╭─ Data supplied
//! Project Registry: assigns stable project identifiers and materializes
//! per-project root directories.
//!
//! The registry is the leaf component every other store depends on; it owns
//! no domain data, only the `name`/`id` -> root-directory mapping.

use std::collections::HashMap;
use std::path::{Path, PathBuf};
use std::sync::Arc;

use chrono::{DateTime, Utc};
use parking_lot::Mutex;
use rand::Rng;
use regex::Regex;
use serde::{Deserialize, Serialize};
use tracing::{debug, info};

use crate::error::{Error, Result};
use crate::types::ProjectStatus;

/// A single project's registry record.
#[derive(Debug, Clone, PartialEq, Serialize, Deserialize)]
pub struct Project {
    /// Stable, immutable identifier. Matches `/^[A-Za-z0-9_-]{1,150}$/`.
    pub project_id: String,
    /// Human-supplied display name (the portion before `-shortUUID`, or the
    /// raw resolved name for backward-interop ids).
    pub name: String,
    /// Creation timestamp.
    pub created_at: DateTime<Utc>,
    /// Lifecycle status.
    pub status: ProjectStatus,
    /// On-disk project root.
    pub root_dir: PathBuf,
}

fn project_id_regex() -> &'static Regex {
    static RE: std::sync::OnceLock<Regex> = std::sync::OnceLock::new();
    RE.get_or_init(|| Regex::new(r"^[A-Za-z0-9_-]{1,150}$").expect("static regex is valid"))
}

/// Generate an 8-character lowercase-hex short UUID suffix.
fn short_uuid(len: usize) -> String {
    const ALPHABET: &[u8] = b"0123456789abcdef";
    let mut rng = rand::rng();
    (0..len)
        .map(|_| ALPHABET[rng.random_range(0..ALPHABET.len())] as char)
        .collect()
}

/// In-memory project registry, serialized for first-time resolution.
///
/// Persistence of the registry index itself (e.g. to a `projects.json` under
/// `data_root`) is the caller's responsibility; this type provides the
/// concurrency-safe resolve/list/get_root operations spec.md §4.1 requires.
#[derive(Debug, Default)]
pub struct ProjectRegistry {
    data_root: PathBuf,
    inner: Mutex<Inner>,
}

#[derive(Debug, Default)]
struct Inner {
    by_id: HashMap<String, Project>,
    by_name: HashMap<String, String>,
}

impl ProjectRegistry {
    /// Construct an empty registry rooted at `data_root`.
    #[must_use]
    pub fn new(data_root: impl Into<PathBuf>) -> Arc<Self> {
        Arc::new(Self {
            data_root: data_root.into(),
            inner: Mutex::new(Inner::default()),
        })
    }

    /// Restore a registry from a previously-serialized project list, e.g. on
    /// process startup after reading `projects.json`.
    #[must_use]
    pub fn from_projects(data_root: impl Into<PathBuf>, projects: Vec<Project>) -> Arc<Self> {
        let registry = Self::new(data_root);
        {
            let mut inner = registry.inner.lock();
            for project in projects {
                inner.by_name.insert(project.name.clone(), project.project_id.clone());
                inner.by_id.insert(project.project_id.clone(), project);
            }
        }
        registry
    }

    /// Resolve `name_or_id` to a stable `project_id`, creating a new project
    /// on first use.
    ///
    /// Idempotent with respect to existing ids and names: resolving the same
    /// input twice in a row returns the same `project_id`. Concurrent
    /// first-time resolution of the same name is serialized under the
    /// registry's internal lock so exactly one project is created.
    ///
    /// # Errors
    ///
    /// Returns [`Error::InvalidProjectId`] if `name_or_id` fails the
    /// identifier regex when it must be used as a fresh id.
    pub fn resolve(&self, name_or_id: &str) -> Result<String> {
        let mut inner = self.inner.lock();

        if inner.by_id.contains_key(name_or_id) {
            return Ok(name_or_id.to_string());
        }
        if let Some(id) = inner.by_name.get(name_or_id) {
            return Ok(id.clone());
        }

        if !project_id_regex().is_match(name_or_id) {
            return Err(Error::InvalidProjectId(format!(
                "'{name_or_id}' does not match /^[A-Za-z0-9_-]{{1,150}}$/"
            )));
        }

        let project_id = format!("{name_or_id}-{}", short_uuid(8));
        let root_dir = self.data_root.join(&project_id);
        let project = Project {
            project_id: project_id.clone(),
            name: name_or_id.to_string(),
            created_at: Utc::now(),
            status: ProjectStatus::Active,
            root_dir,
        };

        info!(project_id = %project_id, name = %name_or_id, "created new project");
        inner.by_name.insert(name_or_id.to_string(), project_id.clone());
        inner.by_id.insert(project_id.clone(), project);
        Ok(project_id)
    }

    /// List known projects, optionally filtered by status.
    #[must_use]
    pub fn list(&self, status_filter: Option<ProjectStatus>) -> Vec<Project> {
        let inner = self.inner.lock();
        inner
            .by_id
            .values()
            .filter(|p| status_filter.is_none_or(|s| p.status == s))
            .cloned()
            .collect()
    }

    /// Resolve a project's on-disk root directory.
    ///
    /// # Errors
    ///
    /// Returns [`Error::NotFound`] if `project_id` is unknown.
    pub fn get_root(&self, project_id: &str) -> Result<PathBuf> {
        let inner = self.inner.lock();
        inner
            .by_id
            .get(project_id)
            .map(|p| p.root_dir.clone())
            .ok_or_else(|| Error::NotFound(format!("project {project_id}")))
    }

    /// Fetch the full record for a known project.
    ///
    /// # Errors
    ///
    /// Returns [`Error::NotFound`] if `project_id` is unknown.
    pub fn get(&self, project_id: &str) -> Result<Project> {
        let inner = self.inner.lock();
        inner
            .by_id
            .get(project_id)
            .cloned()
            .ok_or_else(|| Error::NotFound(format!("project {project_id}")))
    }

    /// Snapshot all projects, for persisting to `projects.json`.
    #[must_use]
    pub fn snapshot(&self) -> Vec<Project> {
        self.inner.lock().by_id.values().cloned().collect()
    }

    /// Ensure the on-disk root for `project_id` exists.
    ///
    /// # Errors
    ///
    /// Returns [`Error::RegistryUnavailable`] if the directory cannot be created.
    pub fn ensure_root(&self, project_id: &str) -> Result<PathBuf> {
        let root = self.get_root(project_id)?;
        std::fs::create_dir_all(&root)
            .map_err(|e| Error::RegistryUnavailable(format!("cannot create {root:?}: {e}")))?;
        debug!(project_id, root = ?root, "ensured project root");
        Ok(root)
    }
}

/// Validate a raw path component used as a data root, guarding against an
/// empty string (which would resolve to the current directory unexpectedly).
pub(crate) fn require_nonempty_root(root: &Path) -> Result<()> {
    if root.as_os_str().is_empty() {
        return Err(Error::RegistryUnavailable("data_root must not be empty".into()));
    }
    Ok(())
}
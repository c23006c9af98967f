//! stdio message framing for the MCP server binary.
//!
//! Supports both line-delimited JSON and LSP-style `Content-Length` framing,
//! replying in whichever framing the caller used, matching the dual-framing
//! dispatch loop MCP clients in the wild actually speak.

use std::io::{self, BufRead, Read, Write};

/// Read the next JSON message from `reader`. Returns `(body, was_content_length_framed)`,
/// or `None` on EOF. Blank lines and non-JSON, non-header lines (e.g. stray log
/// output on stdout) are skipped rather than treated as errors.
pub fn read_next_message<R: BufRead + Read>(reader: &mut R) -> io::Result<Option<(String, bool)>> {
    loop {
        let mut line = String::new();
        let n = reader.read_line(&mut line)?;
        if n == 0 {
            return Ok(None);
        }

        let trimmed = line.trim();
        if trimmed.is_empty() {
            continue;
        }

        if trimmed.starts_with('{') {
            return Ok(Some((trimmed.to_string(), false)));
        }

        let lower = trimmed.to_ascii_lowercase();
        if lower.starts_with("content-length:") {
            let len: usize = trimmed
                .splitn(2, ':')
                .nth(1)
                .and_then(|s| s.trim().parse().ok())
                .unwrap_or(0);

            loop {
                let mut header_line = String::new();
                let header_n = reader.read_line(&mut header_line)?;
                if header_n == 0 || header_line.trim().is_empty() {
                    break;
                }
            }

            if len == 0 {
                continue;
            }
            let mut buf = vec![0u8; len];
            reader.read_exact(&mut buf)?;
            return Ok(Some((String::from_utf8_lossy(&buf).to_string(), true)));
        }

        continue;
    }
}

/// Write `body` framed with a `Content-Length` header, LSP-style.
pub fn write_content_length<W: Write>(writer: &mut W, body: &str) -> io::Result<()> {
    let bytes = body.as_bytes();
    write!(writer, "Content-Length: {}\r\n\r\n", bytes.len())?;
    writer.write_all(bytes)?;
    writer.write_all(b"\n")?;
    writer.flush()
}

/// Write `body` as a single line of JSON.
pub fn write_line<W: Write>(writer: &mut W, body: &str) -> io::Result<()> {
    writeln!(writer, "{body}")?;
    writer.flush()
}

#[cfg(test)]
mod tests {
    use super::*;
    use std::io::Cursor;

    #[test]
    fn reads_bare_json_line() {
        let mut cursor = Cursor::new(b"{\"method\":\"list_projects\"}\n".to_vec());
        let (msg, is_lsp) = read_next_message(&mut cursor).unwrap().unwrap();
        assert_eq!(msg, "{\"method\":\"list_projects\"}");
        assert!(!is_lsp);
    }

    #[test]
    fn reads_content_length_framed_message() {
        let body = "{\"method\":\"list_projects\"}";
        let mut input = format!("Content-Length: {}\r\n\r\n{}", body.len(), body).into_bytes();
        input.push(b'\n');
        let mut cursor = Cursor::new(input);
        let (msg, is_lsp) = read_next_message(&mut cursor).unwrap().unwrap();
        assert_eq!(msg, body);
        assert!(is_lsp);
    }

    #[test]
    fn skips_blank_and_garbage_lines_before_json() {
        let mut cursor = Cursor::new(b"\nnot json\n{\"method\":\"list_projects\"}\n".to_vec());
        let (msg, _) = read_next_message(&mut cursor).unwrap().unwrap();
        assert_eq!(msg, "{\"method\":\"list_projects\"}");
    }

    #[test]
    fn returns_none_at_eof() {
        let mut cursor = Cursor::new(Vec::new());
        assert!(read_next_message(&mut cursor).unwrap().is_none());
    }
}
╰─
### Aim of the exercise
Where the listing above reaches the line that contains "project's registry record.", start retyping, and finish with the line that contains "fn short_uuid(len: usize)"; reproduce those lines exactly and no others.

### Response
/// A single project's registry record.
#[derive(Debug, Clone, PartialEq, Serialize, Deserialize)]
pub struct Project {
    /// Stable, immutable identifier. Matches `/^[A-Za-z0-9_-]{1,150}$/`.
    pub project_id: String,
    /// Human-supplied display name (the portion before `-shortUUID`, or the
    /// raw resolved name for backward-interop ids).
    pub name: String,
    /// Creation timestamp.
    pub created_at: DateTime<Utc>,
    /// Lifecycle status.
    pub status: ProjectStatus,
    /// On-disk project root.
    pub root_dir: PathBuf,
}

fn project_id_regex() -> &'static Regex {
    static RE: std::sync::OnceLock<Regex> = std::sync::OnceLock::new();
    RE.get_or_init(|| Regex::new(r"^[A-Za-z0-9_-]{1,150}$").expect("static regex is valid"))
}

/// Generate an 8-character lowercase-hex short UUID suffix.
fn short_uuid(len: usize) -> String {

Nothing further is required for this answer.